Time stamp is necessary if quite unstable contry names are used in the tag.

Otherwise, if we don't have to consider languages in the year 2050 (not past
but the future), we don't need the time stamp.

Isn't MIME rich text marked-up document?


Yes, but text/enriched is not intended to handle everything in the universe.
Other formats (e.g. SGML) provide richer mark-up environments.  It is possible
to use Harald's language tags in text/enriched, but I would expect them to
be for disambiguating CJK, etc for display purposes, rather than saying
"the version of English spoken between 1500 and 1700 A.D.".


As the CJK disambiguation is necessary word-by-word (don't forget that
Harald proposes to handle multi-lingual document) and in header part,
and the disambiguation is necessary only for the specific character
set: ISO10646/UNICODE, language tag is not a good mechanism for the
disambiguation. It's better to use ISO10646/UNICODE with the
charset names "iso-10646-<language tag>" for single language only.

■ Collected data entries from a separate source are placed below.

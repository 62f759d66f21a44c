//! Session: one preview queue plus the factory that feeds it, driven by menu
//! actions.

use crate::core::{PieceFactory, PieceQueue};
use crate::types::{MenuAction, Piece, PREVIEW_CAPACITY};

/// What a menu action did to the session.
#[derive(Debug, Clone, Copy, PartialEq, Eq)]
pub enum Outcome {
    /// The front piece was removed.
    Played(Piece),
    /// Play was requested on an empty queue.
    NothingToPlay,
    /// A new piece was appended.
    Inserted(Piece),
    /// A new piece was generated but the queue was full; the piece is gone.
    QueueFull(Piece),
    /// The caller should leave its loop.
    Exit,
}

impl Outcome {
    pub fn is_exit(&self) -> bool {
        matches!(self, Outcome::Exit)
    }

    /// True when the action was refused (nothing changed in the queue).
    pub fn is_rejected(&self) -> bool {
        matches!(self, Outcome::NothingToPlay | Outcome::QueueFull(_))
    }
}

#[derive(Debug, Clone)]
pub struct Session<const N: usize = PREVIEW_CAPACITY> {
    queue: PieceQueue<N>,
    factory: PieceFactory,
}

impl<const N: usize> Session<N> {
    /// Empty queue, factory seeded once with `seed`.
    pub fn new(seed: u32) -> Self {
        Self {
            queue: PieceQueue::new(),
            factory: PieceFactory::new(seed),
        }
    }

    /// Generate pieces until the queue is full.
    ///
    /// Returns the number inserted: `N` on a fresh session, 0 when already full.
    pub fn prefill(&mut self) -> usize {
        let mut inserted = 0;
        while !self.queue.is_full() {
            if self.queue.enqueue(self.factory.generate()).is_err() {
                break;
            }
            inserted += 1;
        }
        inserted
    }

    pub fn apply(&mut self, action: MenuAction) -> Outcome {
        match action {
            MenuAction::Play => self.play(),
            MenuAction::Insert => self.insert(),
            MenuAction::Exit => Outcome::Exit,
        }
    }

    fn play(&mut self) -> Outcome {
        match self.queue.dequeue() {
            Ok(piece) => Outcome::Played(piece),
            Err(_) => Outcome::NothingToPlay,
        }
    }

    fn insert(&mut self) -> Outcome {
        let piece = self.factory.generate();
        match self.queue.enqueue(piece) {
            Ok(()) => Outcome::Inserted(piece),
            Err(e) => Outcome::QueueFull(e.into_piece().unwrap_or(piece)),
        }
    }

    pub fn queue(&self) -> &PieceQueue<N> {
        &self.queue
    }

    pub fn factory(&self) -> &PieceFactory {
        &self.factory
    }
}
//! Mapping from raw menu lines to menu actions.

use crate::types::MenuAction;

/// Result of interpreting one line of menu input.
#[derive(Debug, Clone, PartialEq, Eq)]
pub enum MenuChoice {
    /// A recognised menu code
    Action(MenuAction),
    /// Anything else; carries the trimmed line for reporting
    Invalid(String),
}

/// Map one input line to a menu choice.
///
/// Surrounding whitespace is ignored and the remainder must be a single
/// integer (`+`/`-` sign allowed). `"1"`, `" 2 "` and `"+0"` are actions;
/// `""`, `"x"`, `"1 2"` and `"9"` are invalid.
pub fn parse_menu_line(line: &str) -> MenuChoice {
    let trimmed = line.trim();
    match trimmed.parse::<i64>().ok().and_then(MenuAction::from_code) {
        Some(action) => MenuChoice::Action(action),
        None => MenuChoice::Invalid(trimmed.to_string()),
    }
}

This policy is compatible with one of a directionality handling method
discussed in the Houston MIME CONTENT BOF. That is, if we need
directionality disambiguation for some encoding method, and if we need
language disambiguation for another encoding method, and if we need
some other disambiguation for yet another encoding method, it is
better to encode it in the charset name than providing another
subtypes.

At the moment, the only use I've seen for country codes is to select a
speech synthesis unit for a particular dialect.  Personally, hearing a
message spoken in old English just because some joker put "en-1500" in
the header doesn't impress me, and what should it do if it doesn't
have a suitable dialect available?  I'm also one of those Aussies who is
likely to put an axe through my computer if it starts talking to me in
"en-us" ( :-) ), so country codes should definitely be only if the dialect
is very important IMHO.


My question, then, is

        1) How will the revised 639 be? Are there anything like en-au
        separately registered in it?

        2) If not, isn't it better to register "en-au" not as a contry
        code but just as an IANA registered language name? IANA registration
        can survive even after the contry name is deleted from ISO 3166.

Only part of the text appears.